EXERCISE INSTRUCTIONS: Each line of the listing below should come back exactly as it is.

DATA EXTRACTS:
● ● ● ●

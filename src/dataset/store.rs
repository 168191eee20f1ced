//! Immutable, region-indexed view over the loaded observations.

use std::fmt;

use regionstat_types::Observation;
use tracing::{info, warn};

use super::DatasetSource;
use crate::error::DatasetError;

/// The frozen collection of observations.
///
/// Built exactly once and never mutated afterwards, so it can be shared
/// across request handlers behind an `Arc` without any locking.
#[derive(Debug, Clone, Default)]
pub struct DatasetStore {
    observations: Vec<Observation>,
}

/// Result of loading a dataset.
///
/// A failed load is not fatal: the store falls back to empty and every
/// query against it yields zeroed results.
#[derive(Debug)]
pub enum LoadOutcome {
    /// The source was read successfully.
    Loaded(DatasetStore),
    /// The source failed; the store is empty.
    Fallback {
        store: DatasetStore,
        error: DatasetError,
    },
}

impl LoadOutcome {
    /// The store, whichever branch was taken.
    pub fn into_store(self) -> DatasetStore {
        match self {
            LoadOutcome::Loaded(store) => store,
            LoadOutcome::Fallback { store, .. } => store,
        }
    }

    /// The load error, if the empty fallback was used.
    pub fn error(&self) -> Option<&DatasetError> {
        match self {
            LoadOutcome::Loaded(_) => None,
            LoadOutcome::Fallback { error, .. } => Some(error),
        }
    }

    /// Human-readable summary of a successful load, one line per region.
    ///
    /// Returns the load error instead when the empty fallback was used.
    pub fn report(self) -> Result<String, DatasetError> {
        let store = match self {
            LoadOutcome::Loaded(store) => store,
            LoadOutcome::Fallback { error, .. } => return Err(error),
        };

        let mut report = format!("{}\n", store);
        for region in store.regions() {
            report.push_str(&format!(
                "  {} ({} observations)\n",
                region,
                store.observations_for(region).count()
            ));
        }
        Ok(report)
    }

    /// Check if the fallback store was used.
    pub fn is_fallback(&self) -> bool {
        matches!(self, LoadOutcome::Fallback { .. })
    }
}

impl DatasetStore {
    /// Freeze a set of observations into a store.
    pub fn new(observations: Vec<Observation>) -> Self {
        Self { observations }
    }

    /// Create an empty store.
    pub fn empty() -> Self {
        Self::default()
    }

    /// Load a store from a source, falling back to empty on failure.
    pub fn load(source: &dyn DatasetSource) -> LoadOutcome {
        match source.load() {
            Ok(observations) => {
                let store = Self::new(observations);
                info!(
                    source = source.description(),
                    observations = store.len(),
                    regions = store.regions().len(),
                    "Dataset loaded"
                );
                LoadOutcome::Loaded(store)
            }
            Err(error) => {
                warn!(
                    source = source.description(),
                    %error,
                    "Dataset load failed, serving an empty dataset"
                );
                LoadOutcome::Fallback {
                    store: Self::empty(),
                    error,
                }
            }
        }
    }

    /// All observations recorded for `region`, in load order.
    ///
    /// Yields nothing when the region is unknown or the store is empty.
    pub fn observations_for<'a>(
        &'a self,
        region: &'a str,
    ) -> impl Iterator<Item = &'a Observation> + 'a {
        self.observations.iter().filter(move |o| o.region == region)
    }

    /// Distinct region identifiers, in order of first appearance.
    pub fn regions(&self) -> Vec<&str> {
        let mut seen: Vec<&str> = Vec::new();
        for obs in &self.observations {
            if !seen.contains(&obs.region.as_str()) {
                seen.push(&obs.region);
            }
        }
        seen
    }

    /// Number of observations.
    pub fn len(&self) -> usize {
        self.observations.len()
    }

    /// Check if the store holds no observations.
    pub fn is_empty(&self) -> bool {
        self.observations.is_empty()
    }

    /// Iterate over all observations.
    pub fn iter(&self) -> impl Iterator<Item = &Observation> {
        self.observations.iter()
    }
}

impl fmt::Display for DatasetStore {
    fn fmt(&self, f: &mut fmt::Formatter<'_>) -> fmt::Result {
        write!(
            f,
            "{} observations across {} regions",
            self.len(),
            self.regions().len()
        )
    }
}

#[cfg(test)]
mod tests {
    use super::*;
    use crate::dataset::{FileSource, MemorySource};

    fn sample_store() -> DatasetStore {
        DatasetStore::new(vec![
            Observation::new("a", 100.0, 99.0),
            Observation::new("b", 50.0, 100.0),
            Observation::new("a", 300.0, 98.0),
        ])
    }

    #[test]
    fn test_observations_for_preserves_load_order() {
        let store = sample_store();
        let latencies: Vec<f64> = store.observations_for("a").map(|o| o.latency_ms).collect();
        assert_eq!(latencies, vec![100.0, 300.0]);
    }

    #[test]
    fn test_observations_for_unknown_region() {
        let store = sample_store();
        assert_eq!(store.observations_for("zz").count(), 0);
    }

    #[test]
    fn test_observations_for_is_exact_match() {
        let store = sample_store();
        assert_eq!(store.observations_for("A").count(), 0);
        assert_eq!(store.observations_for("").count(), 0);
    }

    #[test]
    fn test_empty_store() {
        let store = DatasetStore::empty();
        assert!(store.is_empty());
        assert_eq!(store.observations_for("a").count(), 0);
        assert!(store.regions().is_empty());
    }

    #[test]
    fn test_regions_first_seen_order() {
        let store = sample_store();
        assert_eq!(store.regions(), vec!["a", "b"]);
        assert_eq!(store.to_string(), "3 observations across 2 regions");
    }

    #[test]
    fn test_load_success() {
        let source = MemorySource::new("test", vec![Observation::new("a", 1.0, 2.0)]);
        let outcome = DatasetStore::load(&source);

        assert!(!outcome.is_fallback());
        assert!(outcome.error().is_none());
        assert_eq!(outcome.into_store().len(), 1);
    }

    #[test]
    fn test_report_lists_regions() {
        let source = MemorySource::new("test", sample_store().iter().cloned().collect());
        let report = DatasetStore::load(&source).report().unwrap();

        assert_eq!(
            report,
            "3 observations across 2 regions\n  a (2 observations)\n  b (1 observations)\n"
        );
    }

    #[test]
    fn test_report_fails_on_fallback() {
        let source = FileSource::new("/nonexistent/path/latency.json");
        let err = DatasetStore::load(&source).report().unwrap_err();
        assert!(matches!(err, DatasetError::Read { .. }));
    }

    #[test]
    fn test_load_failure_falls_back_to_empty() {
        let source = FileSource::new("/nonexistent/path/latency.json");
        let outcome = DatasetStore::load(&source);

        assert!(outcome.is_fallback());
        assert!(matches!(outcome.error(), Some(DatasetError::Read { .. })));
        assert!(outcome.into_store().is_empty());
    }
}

● ● ● ●

RESPONSE:
filename src/dataset/store.rs
repository 168191eee20f1ced
//! Immutable, region-indexed view over the loaded observations.

use std::fmt;

use regionstat_types::Observation;
use tracing::{info, warn};

use super::DatasetSource;
use crate::error::DatasetError;

/// The frozen collection of observations.
///
/// Built exactly once and never mutated afterwards, so it can be shared
/// across request handlers behind an `Arc` without any locking.
#[derive(Debug, Clone, Default)]
pub struct DatasetStore {
    observations: Vec<Observation>,
}

/// Result of loading a dataset.
///
/// A failed load is not fatal: the store falls back to empty and every
/// query against it yields zeroed results.
#[derive(Debug)]
pub enum LoadOutcome {
    /// The source was read successfully.
    Loaded(DatasetStore),
    /// The source failed; the store is empty.
    Fallback {
        store: DatasetStore,
        error: DatasetError,
    },
}

impl LoadOutcome {
    /// The store, whichever branch was taken.
    pub fn into_store(self) -> DatasetStore {
        match self {
            LoadOutcome::Loaded(store) => store,
            LoadOutcome::Fallback { store, .. } => store,
        }
    }

    /// The load error, if the empty fallback was used.
    pub fn error(&self) -> Option<&DatasetError> {
        match self {
            LoadOutcome::Loaded(_) => None,
            LoadOutcome::Fallback { error, .. } => Some(error),
        }
    }

    /// Human-readable summary of a successful load, one line per region.
    ///
    /// Returns the load error instead when the empty fallback was used.
    pub fn report(self) -> Result<String, DatasetError> {
        let store = match self {
            LoadOutcome::Loaded(store) => store,
            LoadOutcome::Fallback { error, .. } => return Err(error),
        };

        let mut report = format!("{}\n", store);
        for region in store.regions() {
            report.push_str(&format!(
                "  {} ({} observations)\n",
                region,
                store.observations_for(region).count()
            ));
        }
        Ok(report)
    }

    /// Check if the fallback store was used.
    pub fn is_fallback(&self) -> bool {
        matches!(self, LoadOutcome::Fallback { .. })
    }
}

impl DatasetStore {
    /// Freeze a set of observations into a store.
    pub fn new(observations: Vec<Observation>) -> Self {
        Self { observations }
    }

    /// Create an empty store.
    pub fn empty() -> Self {
        Self::default()
    }

    /// Load a store from a source, falling back to empty on failure.
    pub fn load(source: &dyn DatasetSource) -> LoadOutcome {
        match source.load() {
            Ok(observations) => {
                let store = Self::new(observations);
                info!(
                    source = source.description(),
                    observations = store.len(),
                    regions = store.regions().len(),
                    "Dataset loaded"
                );
                LoadOutcome::Loaded(store)
            }
            Err(error) => {
                warn!(
                    source = source.description(),
                    %error,
                    "Dataset load failed, serving an empty dataset"
                );
                LoadOutcome::Fallback {
                    store: Self::empty(),
                    error,
                }
            }
        }
    }

    /// All observations recorded for `region`, in load order.
    ///
    /// Yields nothing when the region is unknown or the store is empty.
    pub fn observations_for<'a>(
        &'a self,
        region: &'a str,
    ) -> impl Iterator<Item = &'a Observation> + 'a {
        self.observations.iter().filter(move |o| o.region == region)
    }

    /// Distinct region identifiers, in order of first appearance.
    pub fn regions(&self) -> Vec<&str> {
        let mut seen: Vec<&str> = Vec::new();
        for obs in &self.observations {
            if !seen.contains(&obs.region.as_str()) {
                seen.push(&obs.region);
            }
        }
        seen
    }

    /// Number of observations.
    pub fn len(&self) -> usize {
        self.observations.len()
    }

    /// Check if the store holds no observations.
    pub fn is_empty(&self) -> bool {
        self.observations.is_empty()
    }

    /// Iterate over all observations.
    pub fn iter(&self) -> impl Iterator<Item = &Observation> {
        self.observations.iter()
    }
}

impl fmt::Display for DatasetStore {
    fn fmt(&self, f: &mut fmt::Formatter<'_>) -> fmt::Result {
        write!(
            f,
            "{} observations across {} regions",
            self.len(),
            self.regions().len()
        )
    }
}

#[cfg(test)]
mod tests {
    use super::*;
    use crate::dataset::{FileSource, MemorySource};

    fn sample_store() -> DatasetStore {
        DatasetStore::new(vec![
            Observation::new("a", 100.0, 99.0),
            Observation::new("b", 50.0, 100.0),
            Observation::new("a", 300.0, 98.0),
        ])
    }

    #[test]
    fn test_observations_for_preserves_load_order() {
        let store = sample_store();
        let latencies: Vec<f64> = store.observations_for("a").map(|o| o.latency_ms).collect();
        assert_eq!(latencies, vec![100.0, 300.0]);
    }

    #[test]
    fn test_observations_for_unknown_region() {
        let store = sample_store();
        assert_eq!(store.observations_for("zz").count(), 0);
    }

    #[test]
    fn test_observations_for_is_exact_match() {
        let store = sample_store();
        assert_eq!(store.observations_for("A").count(), 0);
        assert_eq!(store.observations_for("").count(), 0);
    }

    #[test]
    fn test_empty_store() {
        let store = DatasetStore::empty();
        assert!(store.is_empty());
        assert_eq!(store.observations_for("a").count(), 0);
        assert!(store.regions().is_empty());
    }

    #[test]
    fn test_regions_first_seen_order() {
        let store = sample_store();
        assert_eq!(store.regions(), vec!["a", "b"]);
        assert_eq!(store.to_string(), "3 observations across 2 regions");
    }

    #[test]
    fn test_load_success() {
        let source = MemorySource::new("test", vec![Observation::new("a", 1.0, 2.0)]);
        let outcome = DatasetStore::load(&source);

        assert!(!outcome.is_fallback());
        assert!(outcome.error().is_none());
        assert_eq!(outcome.into_store().len(), 1);
    }

    #[test]
    fn test_report_lists_regions() {
        let source = MemorySource::new("test", sample_store().iter().cloned().collect());
        let report = DatasetStore::load(&source).report().unwrap();

        assert_eq!(
            report,
            "3 observations across 2 regions\n  a (2 observations)\n  b (1 observations)\n"
        );
    }

    #[test]
    fn test_report_fails_on_fallback() {
        let source = FileSource::new("/nonexistent/path/latency.json");
        let err = DatasetStore::load(&source).report().unwrap_err();
        assert!(matches!(err, DatasetError::Read { .. }));
    }

    #[test]
    fn test_load_failure_falls_back_to_empty() {
        let source = FileSource::new("/nonexistent/path/latency.json");
        let outcome = DatasetStore::load(&source);

        assert!(outcome.is_fallback());
        assert!(matches!(outcome.error(), Some(DatasetError::Read { .. })));
        assert!(outcome.into_store().is_empty());
    }
}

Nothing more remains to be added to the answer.